最近、あるご門徒さんに言われました。

「住職、人って“いつか死ぬ”とは思ってるけど、

“今日かもしれない”とは思えませんね。」


まさにそれ。

私も毎朝スマホのアラームを止めるとき、

「今日も生きてたか」とホッとしながら、

どこか他人事なんです。

でも、仏教ではこう言います。

“無常は心に来るのではなく、体に来る。”


「無常が来た」と聞くと、

なんだか風のように感じますが、

その風は“心”には吹かず、“身体”に吹く。


心ではどれだけ

「まだ大丈夫」と言い聞かせても、

身体に風が来たら、もう断れない。

人はみな、その風を一度は受ける。

そして、その時になって初めて――

「いのちは自分のものではなかった」

気づくのです。


以前、友人たちと

こんな話をしたことがあります。

「もし自分の“死ぬ日”がわかってたらどうする?」

友人A「仕事やめて旅行行く!」

友人B「温泉もいいな。
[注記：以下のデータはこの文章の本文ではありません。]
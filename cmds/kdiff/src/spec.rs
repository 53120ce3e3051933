use std::collections::BTreeMap;

use serde::{Deserialize, Serialize};

/// `apiVersion` accepted in `kdiff.yaml`.
pub const APP_API_VERSION: &str = "kdiff.io/v1alpha1";

/// `kind` accepted in `kdiff.yaml`.
pub const APP_KIND: &str = "App";

/// App represents a kdiff application (kdiff.io/v1alpha1)
#[derive(Debug, Clone, PartialEq, Serialize, Deserialize)]
#[serde(rename_all = "camelCase")]
pub struct App {
	pub api_version: String,
	pub kind: String,
	pub metadata: Metadata,
	pub spec: AppSpec,
}

impl App {
	pub fn name(&self) -> &str {
		&self.metadata.name
	}

	pub fn environment(&self, name: &str) -> Option<&EnvironmentSpec> {
		self.spec.environments.get(name)
	}

	/// Whether a component is part of the given environment.
	///
	/// Environment excludes win over everything, environment includes re-enable
	/// components excluded at the app level.
	pub fn includes_component(&self, env: &EnvironmentSpec, component: &str) -> bool {
		if env.excludes.iter().any(|c| c == component) {
			return false;
		}
		if env.includes.iter().any(|c| c == component) {
			return true;
		}
		!self.spec.excludes.iter().any(|c| c == component)
	}
}

#[derive(Debug, Clone, Default, PartialEq, Eq, Serialize, Deserialize)]
pub struct Metadata {
	pub name: String,
}

#[derive(Debug, Clone, PartialEq, Serialize, Deserialize)]
#[serde(rename_all = "camelCase")]
pub struct AppSpec {
	/// Directory holding component files, relative to the app root.
	#[serde(default = "default_components_dir")]
	pub components_dir: String,

	/// Components excluded from every environment unless re-included.
	#[serde(default, skip_serializing_if = "Vec::is_empty")]
	pub excludes: Vec<String>,

	#[serde(default)]
	pub environments: BTreeMap<String, EnvironmentSpec>,
}

impl Default for AppSpec {
	fn default() -> Self {
		Self {
			components_dir: default_components_dir(),
			excludes: Vec::new(),
			environments: BTreeMap::new(),
		}
	}
}

/// Cluster binding and component selection for one environment.
#[derive(Debug, Clone, PartialEq, Eq, Serialize, Deserialize)]
#[serde(rename_all = "camelCase")]
pub struct EnvironmentSpec {
	#[serde(skip_serializing_if = "Option::is_none")]
	pub api_server: Option<String>,

	#[serde(skip_serializing_if = "Option::is_none")]
	pub context_names: Option<Vec<String>>,

	#[serde(default = "default_namespace")]
	pub default_namespace: String,

	#[serde(default, skip_serializing_if = "Vec::is_empty")]
	pub includes: Vec<String>,

	#[serde(default, skip_serializing_if = "Vec::is_empty")]
	pub excludes: Vec<String>,
}

impl Default for EnvironmentSpec {
	fn default() -> Self {
		Self {
			api_server: None,
			context_names: None,
			default_namespace: default_namespace(),
			includes: Vec::new(),
			excludes: Vec::new(),
		}
	}
}

fn default_components_dir() -> String {
	"components".to_string()
}

fn default_namespace() -> String {
	"default".to_string()
}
金全部使い切るわ」

私「でもなぁ……いつ死ぬか知ってたら、

旅行も温泉も楽しめないぞ」

みんなで大笑いしました。


笑いながら、ふと思いました。

“いつ終わるかわからない”という仕組みこそ、

実は大きな慈悲なんだなって。


もし「死ぬ日」が分かっていたら、

その日までずっと怯えて生きてしまうでしょう。

だから、命をくださったものは

“取り上げる時”を

わからないようにしてくれたんです。


それが“無常の慈悲”。


だから、こう思うんです。


「ああ、明日でも明後日でもなかった。

 生きているのが今日なら、

死もまた“今日”かもしれない。」


生と死は、表と裏。

「生きている」と思うその瞬間、

もう「死を抱えている」ことになる。


でもそのことに気づくと、

今日という一日が、何より尊く感じられる。


今日が“最後”かもしれない。

そう思うと、人に文句を言ったり、

恨んだりして過ごすのが、

なんだかもったいなくなる。


この「もったいない」という感覚こそ、

人間が本当の幸せに出会う

入口なんじゃないかと思うんです。


浄土真宗では、

「信心を妨げるもの」があると説きます。

それが“自我”。

「俺が、私が」と思うその心が、

如来の“ありがとう”に順う道を邪魔してしまう。

無常に出遇うとき、

その“自我”は

何の役にも立たないことを知らされます。

病にも、老いにも、死にも、

「自分の力」では立ち向かえない。


だからこそ、

“南無阿弥陀仏”という呼び声に、

身をまかせていく。


人が死の間際に心のよりどころを探すとき、

阿弥陀さまはこう呼びかけてくださる。


「ここへおいで。ここ以外に、

あなたの心が安まる場所はない。」


その呼び声が、「南無阿弥陀仏」。


この六字の名号にご縁を結ばせていただくこと。

それが人間に与えられた最高の値打ちです。


自我がほどけ、

「ありがとう」と言える心が開く。

そして、心が静かに納まっていくとき――

「お浄土へ参らせていただきます」と、

自然に声が出る。


私たちは“生きている間”に、

この“心の落ち着き”を見つけていく。

それがすなわち「往生の道」。

死は終わりではなく、

無量のいのちへ生まれ出る第一歩。


🍃南無阿弥陀仏。


死の風は恐れではなく、呼び声。

無常は、いのちを奪う風ではなく、

いのちを“仏のもとへ送り届ける”風なんです。


今日、こうして生かされていること――

それ自体が、

もう“ご利益”そのものなんですね。